Wanting a 1x11 gearset so I didn't have to worry about changing between two sets of gears and stuffing around on hills, this bike was perfect and I have enough gears to see me up the steeper hills and have enough speed to cruise at around 22-30kmph on the flats (not that there are many of those on the Munda Biddi). The frame and handlebar setup provided good space for all my packs and the wide tyres and fork dealt with the pea-gravel, rocks, mud and sand very well. As this will be my only mountain bike for the next decade (I hope), I'm planning on getting good use out of it as the Munda Biddi E2E is only the beginning of my mountain bike journey.
Handlebar Bag - Restrap Bar Bag - 14L + 1.5L
Restrap is a Yorkshire based company that provides quality bikepacking gear at a reasonable price. With a short supply of any type of bikepacking gear for most of 2021, I was happy to find this brand in stock and it didn't hurt that the colour scheme was to my liking (very important of course). I purchased the biggest handlebar bag available at 14L and it came with a 1.5L snack bag that clips to the front and is secured with magnets. The bag was easy to install, didn't require adjustment for the whole of the Munda Biddi and was super convenient as the dry bag just comes off at the end of the day without any fuss.
In the dry bag I put my clothes, camp bowl, lantern, towel, sleeping mat/pillow, first aid kit and a few other things. In the snack bag I had my spare point and shoot camera, snacks for the day, sunscreen, lip balm and spare buff just in case. I couldn't fault the performance with minimal jiggling, no strap adjustment required during the day and the whole system was easy to put on and take off at camp. The feel of the bike was slightly noticeable with the extra weight but from the start it felt pretty normal and didn't require a big adjustment from normal riding. All in all this was a great choice and the extra snack bag was great for smaller items that I needed to be fairly accessible during the day.

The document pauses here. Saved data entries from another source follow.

//! CLI command definitions and dispatch for the `tutor` binary.
//!
//! Uses clap derive macros for argument parsing. Commands follow a
//! noun-verb pattern (e.g., `tutor key set`, `tutor history show math`).

pub mod ask;
pub mod chat;
pub mod history;
pub mod key;
pub mod topics;

use std::path::PathBuf;

use clap::{Parser, Subcommand};
use clap_complete::Shell;

use tutor_types::topic::Topic;

/// Study with a Gemini-backed tutor, one subject at a time.
#[derive(Parser)]
#[command(name = "tutor", version, about, long_about = None)]
#[command(propagate_version = true)]
pub struct Cli {
    /// Output machine-readable JSON instead of styled text.
    #[arg(long, global = true)]
    pub json: bool,

    /// Suppress all output except errors.
    #[arg(long, global = true)]
    pub quiet: bool,

    /// Detailed output (-v for verbose, -vv for debug/trace).
    #[arg(short, long, action = clap::ArgAction::Count, global = true)]
    pub verbose: u8,

    /// Write logs as JSON lines.
    #[arg(long, global = true)]
    pub log_json: bool,

    /// Export tracing spans through OpenTelemetry (stdout exporter).
    #[arg(long, global = true)]
    pub otel: bool,

    #[command(subcommand)]
    pub command: Commands,
}

#[derive(Subcommand)]
pub enum Commands {
    /// Manage the Gemini API key.
    Key {
        #[command(subcommand)]
        action: KeyCommand,
    },

    /// List the available topics.
    Topics,

    /// Start an interactive tutoring session.
    Chat {
        /// Topic to open (e.g. math, physics). Prompts when omitted.
        topic: Option<Topic>,
    },

    /// Send a single message and print the answer.
    Ask {
        /// Topic to ask in.
        topic: Topic,

        /// Message text. May be omitted when an image is attached.
        text: Option<String>,

        /// Attach an image file.
        #[arg(long)]
        image: Option<PathBuf>,
    },

    /// Show or clear a topic's conversation.
    History {
        #[command(subcommand)]
        action: HistoryCommand,
    },

    /// Generate shell completions.
    Completions {
        /// Shell to generate completions for.
        shell: Shell,
    },
}

#[derive(Subcommand)]
pub enum KeyCommand {
    /// Save the API key (prompts with hidden input when --value is omitted).
    Set {
        /// Key value, for scripts.
        #[arg(long)]
        value: Option<String>,
    },

    /// Forget the saved API key.
    Clear {
        /// Skip confirmation prompt.
        #[arg(long)]
        force: bool,
    },

    /// Show whether a key is saved.
    Status,
}

#[derive(Subcommand)]
pub enum HistoryCommand {
    /// Print a topic's conversation.
    Show {
        topic: Topic,

        /// Only the last N turns.
        #[arg(long, short = 'n')]
        limit: Option<usize>,
    },

    /// Delete a topic's conversation.
    Clear {
        topic: Topic,

        /// Skip confirmation prompt.
        #[arg(long)]
        force: bool,
    },
}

Cockpit Bag - 2 x Restrap Stem Bags
On the last training/test ride before setting off on the Munda Biddi, I thought it would be better to have two larger water bottles within easy reach that also freed up space/weight in my backpack so purchased a couple of matching Stem Bags. This held a couple of 700mL water bottles for easy access and also had the added benefit of reducing the turning circle of the bike, useful when the front wheel wanted to slip under the bike when I had stopped.
Frame Bag - Blackburn Outpost - 7L
This was my first bag purchase for the bike and thus spoils the Restrap theme but I am very happy with the result. Finding a frame bag can be difficult as all bikes are different sizes but this one fit fairly well in the end. It comes as a 5.25L bag that has an expandable section at the bottom that extends it out to 6.95L, which I ended up using the whole time. There are plenty of loops and velcro straps on the outer edge to help you secure it to your frame and I never had an issue with the straps coming loose. In here I put my tent poles, PLB, 2L water bladder, Yeti keep cup (if not carrying the full 2L of spare water), drinks powder, map for the day, phone, chain lube, clothes pegs, hot chocolate sachets, butt cream and condensed milk (managed to avoid confusing those two tubes). It was a tight squeeze but the bulge was never so wide that my legs rubbed on the bag so that was a win.

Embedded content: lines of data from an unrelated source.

//! The process-wide API credential.

use secrecy::{ExposeSecret, SecretString};
use tutor_types::error::RepositoryError;

use crate::storage::kv_store::{CREDENTIAL_KEY, KvStore};

#[derive(Debug, thiserror::Error)]
pub enum CredentialError {
    #[error("API key is empty")]
    Empty,

    #[error(transparent)]
    Storage(#[from] RepositoryError),
}

/// Reads and writes the credential under [`CREDENTIAL_KEY`].
pub struct CredentialStore<K: KvStore> {
    kv: K,
}

impl<K: KvStore> CredentialStore<K> {
    pub fn new(kv: K) -> Self {
        Self { kv }
    }

    /// The saved credential, if any. A stored blank value counts as none.
    pub async fn load(&self) -> Result<Option<SecretString>, RepositoryError> {
        Ok(self
            .kv
            .get(CREDENTIAL_KEY)
            .await?
            .map(|raw| raw.trim().to_string())
            .filter(|s| !s.is_empty())
            .map(SecretString::from))
    }

    /// Trim and persist `raw`. Returns the stored secret.
    pub async fn save(&self, raw: &str) -> Result<SecretString, CredentialError> {
        let trimmed = raw.trim();
        if trimmed.is_empty() {
            return Err(CredentialError::Empty);
        }
        self.kv.set(CREDENTIAL_KEY, trimmed).await?;
        tracing::info!("API key saved");
        Ok(SecretString::from(trimmed.to_string()))
    }

    pub async fn clear(&self) -> Result<(), RepositoryError> {
        self.kv.remove(CREDENTIAL_KEY).await?;
        tracing::info!("API key removed");
        Ok(())
    }
}

/// Mask a secret for display, showing only its last 4 characters.
///
/// Values of 4 characters or fewer are fully masked.
pub fn mask_secret(secret: &SecretString) -> String {
    let value = secret.expose_secret();
    let count = value.chars().count();
    if count <= 4 {
        return "****".to_string();
    }
    let tail: String = value.chars().skip(count - 4).collect();
    format!("****{tail}")
}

Saddle Bag - Restrap Saddle Bag - 14L
I had toyed with the idea of a rack and panniers but the whole system looked needlessly bulky and expensive for such little storage space so when I found out about Saddle Bags, I was a happy boi. Being able to fit a 14L bag on the back without stuffing around with racks and excess strapping was exactly what I wanted, my only concern was the feel of the weighty bag as I went around corners or twisty downhill sections. I found the Restrap bag to be well secured, have good waterproofing, easy to load in and out (only the bag comes off at the end of the day) and I hardly felt it was there.
In here I packed my technology bag, food, port/wine, some clothes to utilise the unused space, my sleeping bag and my tent. It was a tight fit and quite bulky but the Restrap system of strapping it all in worked wonders. That was until I was tightening up the main strap one morning and one of the plastic clips flew off. It wasn't obvious how it all fit together so I ended up tying off the strap manually for the remaining two weeks and that worked just as well. The bag also has webbing on the bottom that I used to store my thongs but after the third time of these rattling loose and falling off, I decided to store them in my backpack. As a bonus it serves as a nice rear mudguard.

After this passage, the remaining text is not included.